Душе грешно без тела,Как телу без сорочки, –Ни помысла, ни дела,Ни замысла, ни строчки[17].
Мы тогда не знали, что душе грешно без тела. Мы думали, что всё внешнее не имеет ни малейшего значения, важно – что у тебя внутри. Набоков писал о нас, что мы не моемся. Что у нас положительный герой плеснет себе утром воды в лицо, чтобы очнуться от бессонной ночи, и всё. Полу-положительные моют руки. И только форменные предатели заботятся о своем теле. Лицо еще как-то могло быть милым, умным, привлекательным, даже, в самом крайнем случае, красивым, но, конечно, не тело. Мы с ужасом думали о том, сколько стоит «сия чистота». Мы, конечно, догадывались, что плащ-болонья и джинсы приобщают нас ко всему человечеству, а не только к своей унылой социальной прослойке, но молчали…

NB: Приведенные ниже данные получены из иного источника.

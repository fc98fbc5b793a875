//! Wire types for the OpenAI-compatible surface.

use std::fmt::Write as _;
use std::time::{SystemTime, UNIX_EPOCH};

use serde::{Deserialize, Serialize};

use crate::config::{MODEL_CREATED, MODEL_OWNER};
use crate::model::GenerationResult;

#[derive(Debug, Clone, Copy, PartialEq, Eq, Deserialize)]
#[serde(rename_all = "lowercase")]
pub enum Role {
    System,
    User,
    Assistant,
    /// Roles this service does not render; kept so forward-compatible
    /// clients never fail deserialization.
    #[serde(other)]
    Other,
}

#[derive(Debug, Clone, Deserialize)]
pub struct Message {
    pub role: Role,
    pub content: String,
}

#[derive(Debug, Deserialize)]
pub struct ChatCompletionRequest {
    pub model: String,
    #[serde(default)]
    pub messages: Vec<Message>,
    pub temperature: Option<f64>,
    pub max_tokens: Option<usize>,
    #[serde(default)]
    pub stream: bool,
}

#[derive(Debug, Serialize)]
pub struct AssistantMessage {
    pub role: &'static str,
    pub content: String,
}

#[derive(Debug, Serialize)]
pub struct Choice {
    pub index: usize,
    pub message: AssistantMessage,
    pub finish_reason: &'static str,
}

#[derive(Debug, Serialize)]
pub struct Usage {
    pub prompt_tokens: usize,
    pub completion_tokens: usize,
    pub total_tokens: usize,
}

#[derive(Debug, Serialize)]
pub struct ChatCompletionResponse {
    pub id: String,
    pub object: &'static str,
    pub created: u64,
    pub model: String,
    pub choices: Vec<Choice>,
    pub usage: Usage,
}

impl ChatCompletionResponse {
    pub fn assemble(model: &str, result: &GenerationResult) -> Self {
        ChatCompletionResponse {
            id: response_id(),
            object: "chat.completion",
            created: unix_now(),
            model: model.to_string(),
            choices: vec![Choice {
                index: 0,
                message: AssistantMessage {
                    role: "assistant",
                    content: result.text.trim().to_string(),
                },
                finish_reason: "stop",
            }],
            usage: Usage {
                prompt_tokens: result.prompt_tokens,
                completion_tokens: result.completion_tokens,
                total_tokens: result.prompt_tokens + result.completion_tokens,
            },
        }
    }
}

#[derive(Debug, Serialize)]
pub struct ModelInfo {
    pub id: String,
    pub object: &'static str,
    pub created: u64,
    pub owned_by: &'static str,
}

#[derive(Debug, Serialize)]
pub struct ModelList {
    pub object: &'static str,
    pub data: Vec<ModelInfo>,
}

impl ModelList {
    pub fn single(name: &str) -> Self {
        ModelList {
            object: "list",
            data: vec![ModelInfo {
                id: name.to_string(),
                object: "model",
                created: MODEL_CREATED,
                owned_by: MODEL_OWNER,
            }],
        }
    }
}

#[derive(Debug, Serialize)]
pub struct HealthResponse {
    pub status: &'static str,
    pub model_loaded: bool,
}

fn response_id() -> String {
    let bytes: [u8; 16] = rand::random();
    let mut id = String::with_capacity(9 + 32);
    id.push_str("chatcmpl-");
    for byte in bytes {
        let _ = write!(id, "{byte:02x}");
    }
    id
}

fn unix_now() -> u64 {
    SystemTime::now()
        .duration_since(UNIX_EPOCH)
        .map(|d| d.as_secs())
        .unwrap_or(0)
}

#[cfg(test)]
mod tests {
    use super::*;

    fn sample_result() -> GenerationResult {
        GenerationResult {
            text: "  hello there  ".to_string(),
            prompt_tokens: 7,
            completion_tokens: 5,
        }
    }

    #[test]
    fn response_ids_are_unique_and_prefixed() {
        let a = ChatCompletionResponse::assemble("m", &sample_result());
        let b = ChatCompletionResponse::assemble("m", &sample_result());
        assert_ne!(a.id, b.id);
        assert!(a.id.starts_with("chatcmpl-"));
        assert_eq!(a.id.len(), "chatcmpl-".len() + 32);
    }

    #[test]
    fn usage_totals_add_up_and_text_is_trimmed() {
        let response = ChatCompletionResponse::assemble("chatmod-lora", &sample_result());
        assert_eq!(response.usage.prompt_tokens, 7);
        assert_eq!(response.usage.completion_tokens, 5);
        assert_eq!(response.usage.total_tokens, 12);
        assert_eq!(response.choices[0].message.content, "hello there");
        assert_eq!(response.choices[0].finish_reason, "stop");
        assert_eq!(response.object, "chat.completion");
    }

    #[test]
    fn request_defaults_apply() {
        let request: ChatCompletionRequest =
            serde_json::from_value(serde_json::json!({"model": "m", "messages": []})).unwrap();
        assert!(!request.stream);
        assert!(request.temperature.is_none());
        assert!(request.max_tokens.is_none());
        assert!(request.messages.is_empty());
    }

    #[test]
    fn unknown_roles_deserialize_to_other() {
        let message: Message =
            serde_json::from_value(serde_json::json!({"role": "tool", "content": "x"})).unwrap();
        assert_eq!(message.role, Role::Other);
    }

    #[test]
    fn model_list_uses_fixed_metadata() {
        let list = ModelList::single("chatmod-lora");
        assert_eq!(list.object, "list");
        assert_eq!(list.data.len(), 1);
        assert_eq!(list.data[0].id, "chatmod-lora");
        assert_eq!(list.data[0].created, MODEL_CREATED);
        assert_eq!(list.data[0].owned_by, MODEL_OWNER);
    }
}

Я увидела на сцене артистов молодых и красивых, с красивыми, сильными, накачанными, пружинистыми телами. Они играли все роли – и стариков, и юношей. Они были одеты именно в то, что приобщало их ко всему человечеству: я могу ошибаться, но сейчас мне кажется, что все они были в джинсах и черных свитерах.
Диссидентов в нашей империи всегда узнавали не по антисоветским лозунгам и даже не эзопову языку, нет, узнавали по синтаксису, по запятым, по несанкционированному ритму фразы, по внутренней рифме. Волчья поджарость Таганки, втянутые, плоские, барабанные животы били по советской власти, по ее партийному руководству – с узкими плечами, жирными женскими боками, с необъятными задницами, застарелой одышкой и старческим маразмом – больнее, чем политические намеки.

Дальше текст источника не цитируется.